Objective: In recent years, small high-performance batteries have become very popular. With this increasing miniaturization of batteries, clinicians have noted an increasing frequency rate of esophageal injury due to battery ingestion by infants. The situation is associated with severe injury to the esophagus due to the electrical current produced, particularly in the case of high-performance batteries producing high currents. The pathophysiologic features and complications of esophageal battery burns have not been thoroughly investigated.
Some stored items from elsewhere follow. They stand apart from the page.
use crate::{ForkError, GasPolicy, TopUp};
use alloy::{
    network::TransactionBuilder,
    primitives::Address,
    providers::{ext::AnvilApi, Provider},
    rpc::types::{TransactionReceipt, TransactionRequest},
};
use tracing::{debug, instrument, trace};

/// A mainnet fork reachable through a provider, with a gas policy for the
/// accounts it impersonates.
#[derive(Clone)]
pub struct ForkedChain<P> {
    provider: P,
    gas: GasPolicy,
}

impl<P> core::fmt::Debug for ForkedChain<P> {
    fn fmt(&self, f: &mut core::fmt::Formatter<'_>) -> core::fmt::Result {
        f.debug_struct("ForkedChain").field("gas", &self.gas).finish_non_exhaustive()
    }
}

impl<P> ForkedChain<P> {
    /// Wrap a provider connected to a fork, using the default
    /// [`GasPolicy`].
    pub fn new(provider: P) -> Self {
        Self { provider, gas: GasPolicy::default() }
    }

    /// Replace the gas policy.
    pub fn with_gas_policy(mut self, gas: GasPolicy) -> Self {
        self.gas = gas;
        self
    }

    /// Get a reference to the provider.
    pub const fn provider(&self) -> &P {
        &self.provider
    }

    /// Get the gas policy.
    pub const fn gas_policy(&self) -> GasPolicy {
        self.gas
    }
}

impl<P: Provider> ForkedChain<P> {
    /// Make sure `address` can pay for at least one more transaction.
    ///
    /// If its balance is below the policy threshold, the first account the
    /// node reports sends it the top-up amount, and this waits for the
    /// transfer to be mined.
    #[instrument(skip(self))]
    pub async fn supply_gas(&self, address: Address) -> Result<TopUp, ForkError> {
        let balance = self.provider.get_balance(address).await?;
        if !self.gas.needs_top_up(balance) {
            trace!(%balance, "balance above threshold");
            return Ok(TopUp::NotNeeded { balance });
        }

        let accounts = self.provider.get_accounts().await?;
        let funder = accounts.first().copied().ok_or(ForkError::NoFundingAccount)?;

        let tx = TransactionRequest::default()
            .with_from(funder)
            .with_to(address)
            .with_value(self.gas.top_up());
        let receipt = self.provider.send_transaction(tx).await?.get_receipt().await?;
        let tx_hash = ensure_success(receipt)?.transaction_hash;

        debug!(%funder, %balance, %tx_hash, "supplied gas");
        Ok(TopUp::Funded { funder, tx_hash })
    }

    /// Start acting as `address`.
    ///
    /// Tops up `address` before impersonating it. The returned handle does
    /// so again before each action it performs.
    #[instrument(skip(self))]
    pub async fn impersonate(&self, address: Address) -> Result<Impersonated<'_, P>, ForkError> {
        self.supply_gas(address).await?;
        self.provider.anvil_impersonate_account(address).await?;
        Ok(Impersonated { chain: self, address })
    }
}

/// The capability to act as one address on a fork.
///
/// Obtained from [`ForkedChain::impersonate`]. Every action first applies
/// the chain's gas policy to the impersonated address.
pub struct Impersonated<'a, P> {
    pub(crate) chain: &'a ForkedChain<P>,
    pub(crate) address: Address,
}

impl<P> core::fmt::Debug for Impersonated<'_, P> {
    fn fmt(&self, f: &mut core::fmt::Formatter<'_>) -> core::fmt::Result {
        f.debug_struct("Impersonated").field("address", &self.address).finish_non_exhaustive()
    }
}

impl<'a, P> Impersonated<'a, P> {
    /// Get the impersonated address.
    pub const fn address(&self) -> Address {
        self.address
    }

    /// Get the chain the handle acts on.
    pub const fn chain(&self) -> &'a ForkedChain<P> {
        self.chain
    }
}

impl<P: Provider> Impersonated<'_, P> {
    /// Apply the gas policy to the impersonated address.
    pub async fn ensure_gas(&self) -> Result<TopUp, ForkError> {
        self.chain.supply_gas(self.address).await
    }

    /// Stop impersonating the address.
    pub async fn release(self) -> Result<(), ForkError> {
        self.chain.provider.anvil_stop_impersonating_account(self.address).await?;
        Ok(())
    }
}

/// Turn a mined-but-reverted receipt into an error.
pub(crate) fn ensure_success(receipt: TransactionReceipt) -> Result<TransactionReceipt, ForkError> {
    if receipt.status() {
        Ok(receipt)
    } else {
        Err(ForkError::Reverted(receipt.transaction_hash))
    }
}

#[cfg(test)]
mod test {
    use super::*;
    use alloy::primitives::{b256, TxHash};
    use serde_json::json;

    const TX_HASH: TxHash =
        b256!("0x2a4e3ba1f6d2b8c6d35e1f0a8c6c3a0b1e5d6f7a8b9c0d1e2f3a4b5c6d7e8f90");

    fn receipt(status: &str) -> TransactionReceipt {
        serde_json::from_value(json!({
            "type": "0x2",
            "status": status,
            "cumulativeGasUsed": "0x5208",
            "logs": [],
            "logsBloom": format!("0x{}", "0".repeat(512)),
            "transactionHash": TX_HASH,
            "transactionIndex": "0x0",
            "blockHash": "0x8e7b0f1d6c5a4b3c2d1e0f9a8b7c6d5e4f3a2b1c0d9e8f7a6b5c4d3e2f1a0b9c",
            "blockNumber": "0x1",
            "gasUsed": "0x5208",
            "effectiveGasPrice": "0x3b9aca00",
            "from": "0xf39fd6e51aad88f6f4ce6ab8827279cfffb92266",
            "to": "0x70997970c51812dc3a010c7d01b50e0d17dc79c8",
            "contractAddress": null
        }))
        .unwrap()
    }

    #[test]
    fn failed_receipt_is_reverted() {
        let err = ensure_success(receipt("0x0")).unwrap_err();
        assert!(matches!(err, ForkError::Reverted(hash) if hash == TX_HASH));
    }

    #[test]
    fn successful_receipt_passes_through() {
        let receipt = ensure_success(receipt("0x1")).unwrap();
        assert_eq!(receipt.block_number, Some(1));
        assert_eq!(receipt.gas_used, 21_000);
    }
}
//! Constants for Ethereum mainnet.

use crate::{NftCollection, PaymentRecord, PaymentRecords, TokenContractRef};
use alloy::primitives::{address, Address};
use std::borrow::Cow;

/// Name for the mainnet.
pub const NAME: &str = "mainnet";
/// Chain ID for the mainnet.
pub const CHAIN_ID: u64 = 1;

/// DAI token.
pub const DAI: Address = address!("0x6B175474E89094C44Da98b954EedeAC495271d0F");
/// USDC token.
pub const USDC: Address = address!("0xA0b86991c6218b36c1d19D4a2e9Eb0cE3606eB48");
/// USDT token.
pub const USDT: Address = address!("0xdAC17F958D2ee523a2206206994597C13D831ec7");
/// WBTC token.
pub const WBTC: Address = address!("0x2260FAC5E5542a773Aa44fBCfeDf7C193bc2C599");
/// LINK token.
pub const LINK: Address = address!("0x514910771AF9Ca656af840dff83E8264EcF986CA");
/// WETH token. Also the marketplace's native-currency pseudo-address.
pub const WETH: Address = crate::NATIVE_TOKEN_ADDRESS;

/// Chainlink DAI / USD feed.
pub const DAI_USD_FEED: Address = address!("0xAed0c38402a5d19df6E4c03F4E2DceD6e29c1ee9");
/// Chainlink USDC / USD feed.
pub const USDC_USD_FEED: Address = address!("0x8fFfFfd4AfB6115b954Bd326cbe7B4BA576818f6");
/// Chainlink USDT / USD feed.
pub const USDT_USD_FEED: Address = address!("0x3E7d1eAB13ad0104d2750B8863b489D65364e32D");
/// Chainlink BTC / USD feed, used to price WBTC.
pub const BTC_USD_FEED: Address = address!("0xF4030086522a5bEEa4988F8cA5B36dbC97BeE88c");
/// Chainlink LINK / USD feed.
pub const LINK_USD_FEED: Address = address!("0x2c1d072e956AFFC0D435Cb7AC38EF18d24d9127c");

/// DAI payment record.
pub const DAI_RECORD: PaymentRecord = PaymentRecord::new(Cow::Borrowed("DAI"), DAI, DAI_USD_FEED);
/// USDC payment record.
pub const USDC_RECORD: PaymentRecord =
    PaymentRecord::new(Cow::Borrowed("USDC"), USDC, USDC_USD_FEED);
/// USDT payment record.
pub const USDT_RECORD: PaymentRecord =
    PaymentRecord::new(Cow::Borrowed("USDT"), USDT, USDT_USD_FEED);
/// WBTC payment record.
pub const WBTC_RECORD: PaymentRecord =
    PaymentRecord::new(Cow::Borrowed("WBTC"), WBTC, BTC_USD_FEED);
/// LINK payment record.
pub const LINK_RECORD: PaymentRecord =
    PaymentRecord::new(Cow::Borrowed("LINK"), LINK, LINK_USD_FEED);

const PAYMENT_LIST: &[PaymentRecord] =
    &[DAI_RECORD, USDC_RECORD, USDT_RECORD, WBTC_RECORD, LINK_RECORD];

/// ERC-20 payments accepted by the marketplace, in constructor order. The
/// contract maps each index to the price feed at the same index, so this
/// order must not change without redeploying.
pub const PAYMENTS: PaymentRecords = PaymentRecords::new(Cow::Borrowed(PAYMENT_LIST));

/// Doodles collection.
pub const DOODLES: TokenContractRef = TokenContractRef::new(
    Cow::Borrowed("Doodles"),
    address!("0x8a90CAb2b38dba80c64b7734e58Ee1dB38B8992e"),
);
/// Bored Ape Yacht Club collection.
pub const BORED_APE_YACHT_CLUB: TokenContractRef = TokenContractRef::new(
    Cow::Borrowed("BoredApeYachtClub"),
    address!("0xBC4CA0EdA7647A8aB7C2061c2E118A18a936f13D"),
);
/// Lil Pudgys collection.
pub const LIL_PUDGYS: TokenContractRef = TokenContractRef::new(
    Cow::Borrowed("LilPudgys"),
    address!("0x524cAB2ec69124574082676e6F654a18df49A048"),
);

/// Doodles token IDs used as fork fixtures.
pub const DOODLES_TOKEN_IDS: &[u64] = &[1, 7, 42, 420];
/// Bored Ape Yacht Club token IDs used as fork fixtures.
pub const BORED_APE_YACHT_CLUB_TOKEN_IDS: &[u64] = &[1, 2, 3, 100];
/// Lil Pudgys token IDs used as fork fixtures.
pub const LIL_PUDGYS_TOKEN_IDS: &[u64] = &[1, 2, 3, 69];

/// Doodles fixture collection.
pub const DOODLES_COLLECTION: NftCollection =
    NftCollection::new(DOODLES, Cow::Borrowed(DOODLES_TOKEN_IDS));
/// Bored Ape Yacht Club fixture collection.
pub const BORED_APE_YACHT_CLUB_COLLECTION: NftCollection =
    NftCollection::new(BORED_APE_YACHT_CLUB, Cow::Borrowed(BORED_APE_YACHT_CLUB_TOKEN_IDS));
/// Lil Pudgys fixture collection.
pub const LIL_PUDGYS_COLLECTION: NftCollection =
    NftCollection::new(LIL_PUDGYS, Cow::Borrowed(LIL_PUDGYS_TOKEN_IDS));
Our study intended to investigate the pathophysiologic features and complications of esophageal battery burn.
Design: Open, randomized, controlled study.
Setting: Experimental animal laboratory in a university hospital.
Subjects: Male adult mixed-breed rabbits, 22 wks old and weighing 3 to 3.5 kg.
Interventions: The experimental rabbit model of esophageal injury due to battery ingestion described herein was designed to study not only the direct influence of contact with the battery but also damage to neighboring tissues and the biochemical and pathologic mechanisms of injury. We investigated the relationship between the direction of the inserted battery and the mechanism underlying these complications. Esophageal burn injury was created by placing a 3-V battery into the esophagus for 9 hrs.
Measurements and main results: The cathode side of the esophagus became increasingly alkaline, while the anode side was acidic. Low-voltage battery burns are likely to be due to secondary chemical reactions caused by the electric current because of acid generated at the anode and alkali at the cathode using a micro pH meter. Injury was significantly more severe on the alkaline side when a battery was placed with its cathode directed toward the trachea. Alkaline complications affecting neighboring tissues were more severe than acid complications. These results indicate that as well as the esophageal mucosa itself being injured, deleterious effects are exerted on surrounding tissues, the severity of which vary depending on the orientation and duration of the battery being lodged in the esophagus.
Conclusions: The direction of the battery cathode, which produces alkali, is important in determining the severity of complications. Based on our investigation of the underlying mechanisms of these complications, we advocate the establishment of treatment guidelines for battery swallowing accidents.